Adoption Metrics Rarely Measure Adoption — What We Track Often Protects the Story, Not the System

Most organizations track adoption metrics. The dashboards show training completion rates rising. System logins trending upward. Usage statistics climbing. Communications delivered on schedule. The numbers look reassuring. Progress is visible and measurable.

But here’s what gets missed: activity is not integration. And when organizations equate visibility with stability, they’re managing perception more than managing behavior. That distinction is crucial.

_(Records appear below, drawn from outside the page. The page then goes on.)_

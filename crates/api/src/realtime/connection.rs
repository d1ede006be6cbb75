//! Realtime connection lifecycle
//!
//! A [`Connection`] is one physical duplex channel to one client process.
//! Once registered it is driven by two cooperating tasks:
//!
//! - the **inbound pump** reads frames (clients only send control frames) and
//!   refreshes the liveness timestamp
//! - the **outbound pump** drains the bounded [`OutboundQueue`] into the
//!   transport and sends keepalive pings
//!
//! Whichever pump stops first unregisters the connection and cancels the
//! other; [`serve`] returns only after both have exited, so the transport
//! halves are always released last.

use std::fmt;
use std::sync::atomic::{AtomicU8, Ordering};
use std::sync::{Arc, Mutex, PoisonError};
use std::time::Duration;

use axum::extract::ws::Message;
use courier_shared::Identity;
use futures::{Sink, SinkExt, Stream, StreamExt};
use time::OffsetDateTime;
use tokio::time::{Instant, MissedTickBehavior};
use tokio_util::sync::CancellationToken;
use uuid::Uuid;

use super::envelope::Envelope;
use super::hub::Hub;
use super::queue::{EnqueueOutcome, OutboundQueue, OverflowPolicy};

/// Tunables applied to every connection
#[derive(Debug, Clone)]
pub struct ConnectionSettings {
    pub outbound_capacity: usize,
    pub overflow_policy: OverflowPolicy,
    /// Interval between keepalive pings
    pub ping_interval: Duration,
    /// Close the connection when nothing was read for this long
    pub idle_timeout: Duration,
    /// Upper bound for flushing queued messages once closing starts
    pub drain_grace: Duration,
}

impl Default for ConnectionSettings {
    fn default() -> Self {
        Self {
            outbound_capacity: 256,
            overflow_policy: OverflowPolicy::DropOldest,
            ping_interval: Duration::from_secs(30),
            idle_timeout: Duration::from_secs(90),
            drain_grace: Duration::from_secs(5),
        }
    }
}

/// Lifecycle of a connection; `Closed` is terminal
#[derive(Debug, Clone, Copy, PartialEq, Eq)]
#[repr(u8)]
pub enum ConnectionState {
    /// Upgraded, identity attached, not registered yet
    Connecting = 0,
    /// Registered and pumping
    Active = 1,
    /// Unregistered, flushing what is left
    Draining = 2,
    Closed = 3,
}

impl ConnectionState {
    fn from_u8(value: u8) -> Self {
        match value {
            0 => Self::Connecting,
            1 => Self::Active,
            2 => Self::Draining,
            _ => Self::Closed,
        }
    }
}

/// Represents an active realtime connection
#[derive(Debug)]
pub struct Connection {
    session_id: Uuid,
    identity: Identity,
    outbound: OutboundQueue,
    state: AtomicU8,
    last_seen: Mutex<Instant>,
    shutdown: CancellationToken,
    connected_at: OffsetDateTime,
}

impl Connection {
    /// Create a connection for an already authorized identity
    pub fn new(identity: Identity, settings: &ConnectionSettings) -> Arc<Self> {
        Arc::new(Self {
            session_id: Uuid::new_v4(),
            identity,
            outbound: OutboundQueue::new(settings.outbound_capacity, settings.overflow_policy),
            state: AtomicU8::new(ConnectionState::Connecting as u8),
            last_seen: Mutex::new(Instant::now()),
            shutdown: CancellationToken::new(),
            connected_at: OffsetDateTime::now_utc(),
        })
    }

    pub fn session_id(&self) -> Uuid {
        self.session_id
    }

    pub fn identity(&self) -> &Identity {
        &self.identity
    }

    pub fn connected_at(&self) -> OffsetDateTime {
        self.connected_at
    }

    pub fn state(&self) -> ConnectionState {
        ConnectionState::from_u8(self.state.load(Ordering::Acquire))
    }

    /// Messages waiting to be written
    pub fn outbound(&self) -> &OutboundQueue {
        &self.outbound
    }

    /// Queue a message for the outbound pump without waiting
    pub fn enqueue(&self, envelope: Arc<Envelope>) -> EnqueueOutcome {
        let outcome = self.outbound.push(envelope);
        match outcome {
            EnqueueOutcome::Queued | EnqueueOutcome::Closed => {}
            EnqueueOutcome::DroppedOldest | EnqueueOutcome::DroppedNewest => {
                tracing::warn!(
                    session_id = %self.session_id,
                    role = %self.identity.role,
                    entity_id = %self.identity.entity_id,
                    outcome = ?outcome,
                    capacity = self.outbound.capacity(),
                    total_dropped = self.outbound.dropped(),
                    "Outbound queue full, message dropped"
                );
            }
            EnqueueOutcome::Overflowed => {
                tracing::warn!(
                    session_id = %self.session_id,
                    role = %self.identity.role,
                    entity_id = %self.identity.entity_id,
                    capacity = self.outbound.capacity(),
                    policy = ?self.outbound.policy(),
                    "Outbound queue overflowed, disconnecting slow client"
                );
                self.close();
            }
        }
        outcome
    }

    /// Record inbound activity
    pub fn touch(&self) {
        *self.last_seen.lock().unwrap_or_else(PoisonError::into_inner) = Instant::now();
    }

    /// Time since the last inbound frame
    pub fn idle_for(&self) -> Duration {
        self.last_seen
            .lock()
            .unwrap_or_else(PoisonError::into_inner)
            .elapsed()
    }

    /// Begin closing: stop accepting messages and signal both pumps
    pub fn close(&self) {
        let _ = self.state.compare_exchange(
            ConnectionState::Active as u8,
            ConnectionState::Draining as u8,
            Ordering::AcqRel,
            Ordering::Acquire,
        );
        let _ = self.state.compare_exchange(
            ConnectionState::Connecting as u8,
            ConnectionState::Draining as u8,
            Ordering::AcqRel,
            Ordering::Acquire,
        );
        self.outbound.close();
        self.shutdown.cancel();
    }

    pub fn is_closing(&self) -> bool {
        self.shutdown.is_cancelled()
    }

    /// Move `Connecting -> Active`; false if the connection already started closing
    pub(crate) fn activate(&self) -> bool {
        self.state
            .compare_exchange(
                ConnectionState::Connecting as u8,
                ConnectionState::Active as u8,
                Ordering::AcqRel,
                Ordering::Acquire,
            )
            .is_ok()
            || self.state() == ConnectionState::Active
    }

    fn mark_closed(&self) {
        self.state
            .store(ConnectionState::Closed as u8, Ordering::Release);
    }
}

/// Why a pump stopped
#[derive(Debug, Clone, PartialEq, Eq)]
pub enum PumpExit {
    /// The other pump, the hub, or an overflow asked us to stop
    Cancelled,
    /// Client sent a close frame or the stream ended
    ClientClosed,
    /// Outbound queue closed and empty
    QueueClosed,
    /// Nothing read from the client within the idle timeout
    IdleTimeout,
    /// Read or write on the transport failed
    Transport(String),
}

impl fmt::Display for PumpExit {
    fn fmt(&self, f: &mut fmt::Formatter<'_>) -> fmt::Result {
        match self {
            Self::Cancelled => f.write_str("cancelled"),
            Self::ClientClosed => f.write_str("client closed"),
            Self::QueueClosed => f.write_str("queue closed"),
            Self::IdleTimeout => f.write_str("idle timeout"),
            Self::Transport(e) => write!(f, "transport error: {}", e),
        }
    }
}

/// Unregisters and cancels on every exit path of a pump, panics included
struct PumpGuard {
    conn: Arc<Connection>,
    hub: Hub,
}

impl Drop for PumpGuard {
    fn drop(&mut self) {
        self.conn.close();
        self.hub.unregister(&self.conn);
    }
}

/// Drive a connection until either side goes away.
///
/// Registers `conn` with `hub`, runs both pumps, and returns once both have
/// exited and the connection is unregistered.
pub async fn serve<W, R, E>(
    hub: Hub,
    conn: Arc<Connection>,
    sink: W,
    stream: R,
    settings: ConnectionSettings,
) where
    W: Sink<Message> + Unpin + Send + 'static,
    W::Error: fmt::Display + Send + 'static,
    R: Stream<Item = Result<Message, E>> + Unpin + Send + 'static,
    E: fmt::Display + Send + 'static,
{
    let session_id = conn.session_id();

    // The acknowledgement is queued before registration so it is always the first frame
    conn.enqueue(Arc::new(Envelope::connected(session_id, conn.identity())));
    hub.register(&conn);

    let writer = tokio::spawn(write_pump(
        PumpGuard {
            conn: Arc::clone(&conn),
            hub: hub.clone(),
        },
        sink,
        settings,
    ));
    let reader = tokio::spawn(read_pump(
        PumpGuard {
            conn: Arc::clone(&conn),
            hub: hub.clone(),
        },
        stream,
    ));

    let (written, read) = tokio::join!(writer, reader);

    for (pump, result) in [("outbound", written), ("inbound", read)] {
        match result {
            Ok(exit) => tracing::debug!(session_id = %session_id, pump, exit = %exit, "Pump stopped"),
            Err(e) if e.is_panic() => {
                tracing::error!(session_id = %session_id, pump, "Pump panicked")
            }
            Err(e) => tracing::warn!(session_id = %session_id, pump, error = %e, "Pump aborted"),
        }
    }

    hub.unregister(&conn);
    conn.mark_closed();

    tracing::info!(
        session_id = %session_id,
        role = %conn.identity().role,
        entity_id = %conn.identity().entity_id,
        dropped = conn.outbound().dropped(),
        "Realtime connection closed"
    );
}

async fn write_pump<W>(guard: PumpGuard, mut sink: W, settings: ConnectionSettings) -> PumpExit
where
    W: Sink<Message> + Unpin,
    W::Error: fmt::Display + Send,
{
    let conn = &guard.conn;
    let mut keepalive = tokio::time::interval_at(
        Instant::now() + settings.ping_interval,
        settings.ping_interval,
    );
    keepalive.set_missed_tick_behavior(MissedTickBehavior::Delay);

    let exit = loop {
        tokio::select! {
            biased;

            _ = conn.shutdown.cancelled() => {
                break flush(conn, &mut sink, settings.drain_grace).await;
            }

            next = conn.outbound.pop() => match next {
                Some(envelope) => {
                    if let Err(exit) = write_envelope(conn, &mut sink, &envelope).await {
                        break exit;
                    }
                }
                None => break PumpExit::QueueClosed,
            },

            _ = keepalive.tick() => {
                if conn.idle_for() > settings.idle_timeout {
                    tracing::info!(
                        session_id = %conn.session_id,
                        idle = ?conn.idle_for(),
                        "Closing idle realtime connection"
                    );
                    break PumpExit::IdleTimeout;
                }
                if let Err(e) = sink.send(Message::Ping(Vec::new())).await {
                    break PumpExit::Transport(e.to_string());
                }
            }
        }
    };

    // Closing a websocket sink writes a Close frame; flush and drop it instead
    if let Ok(Err(e)) = tokio::time::timeout(settings.drain_grace, sink.flush()).await {
        tracing::debug!(session_id = %conn.session_id, error = %e, "Final flush failed");
    }
    drop(sink);
    exit
}

/// Best-effort flush of what is still queued, bounded by `grace`
async fn flush<W>(conn: &Connection, sink: &mut W, grace: Duration) -> PumpExit
where
    W: Sink<Message> + Unpin,
    W::Error: fmt::Display + Send,
{
    let drained = tokio::time::timeout(grace, async {
        while let Some(envelope) = conn.outbound.try_pop() {
            write_envelope(conn, sink, &envelope).await?;
        }
        Ok::<(), PumpExit>(())
    })
    .await;

    match drained {
        Ok(Ok(())) => PumpExit::Cancelled,
        Ok(Err(exit)) => exit,
        Err(_) => {
            tracing::warn!(
                session_id = %conn.session_id,
                remaining = conn.outbound.len(),
                "Drain grace period elapsed, discarding queued messages"
            );
            PumpExit::Cancelled
        }
    }
}

async fn write_envelope<W>(conn: &Connection, sink: &mut W, envelope: &Envelope) -> Result<(), PumpExit>
where
    W: Sink<Message> + Unpin,
    W::Error: fmt::Display + Send,
{
    let frame = match envelope.to_frame() {
        Ok(frame) => frame,
        Err(e) => {
            // Only this message is lost
            tracing::error!(
                session_id = %conn.session_id,
                envelope_type = envelope.kind(),
                error = ?e,
                "Failed to serialize envelope"
            );
            return Ok(());
        }
    };

    sink.send(Message::Text(frame))
        .await
        .map_err(|e| PumpExit::Transport(e.to_string()))
}

async fn read_pump<R, E>(guard: PumpGuard, mut stream: R) -> PumpExit
where
    R: Stream<Item = Result<Message, E>> + Unpin,
    E: fmt::Display + Send,
{
    let conn = &guard.conn;

    loop {
        tokio::select! {
            _ = conn.shutdown.cancelled() => break PumpExit::Cancelled,

            frame = stream.next() => match frame {
                Some(Ok(Message::Close(_))) | None => break PumpExit::ClientClosed,
                Some(Ok(Message::Text(_))) | Some(Ok(Message::Binary(_))) => {
                    // Clients are push-only consumers
                    conn.touch();
                    tracing::debug!(session_id = %conn.session_id, "Ignoring inbound application message");
                }
                Some(Ok(_)) => conn.touch(),
                Some(Err(e)) => break PumpExit::Transport(e.to_string()),
            },
        }
    }
}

Why we measure activity instead of adoption

Activity is observable. Training completion rates are countable. System access is measurable. Click-through rates are trackable. These data points are tangible, defensible, and they show motion. They feel like evidence of progress.

But adoption is not motion. Adoption is behavioral displacement — the moment when old patterns lose dominance and new ones actually stabilize.1 That transition is much harder to see and measure. So organizations measure what’s visible, what’s easy to quantify, what can be put on a dashboard. And they treat those activity metrics as proxies for adoption.

The problem emerges when activity becomes substituted for outcome. Training attendance stands in for capability. System access stands in for integration. Communication frequency stands in for alignment. Each metric is reasonable on its own. But interpreted as evidence of actual change, they create illusion.

How the illusion takes hold

The distortion happens because activity metrics trend early. They show progress before behavioral change has actually stabilized. When dashboards show rising adoption metrics, governance relaxes. Oversight lightens. Attention shifts elsewhere.2 The initiative looks stable, so resources move to the next priority.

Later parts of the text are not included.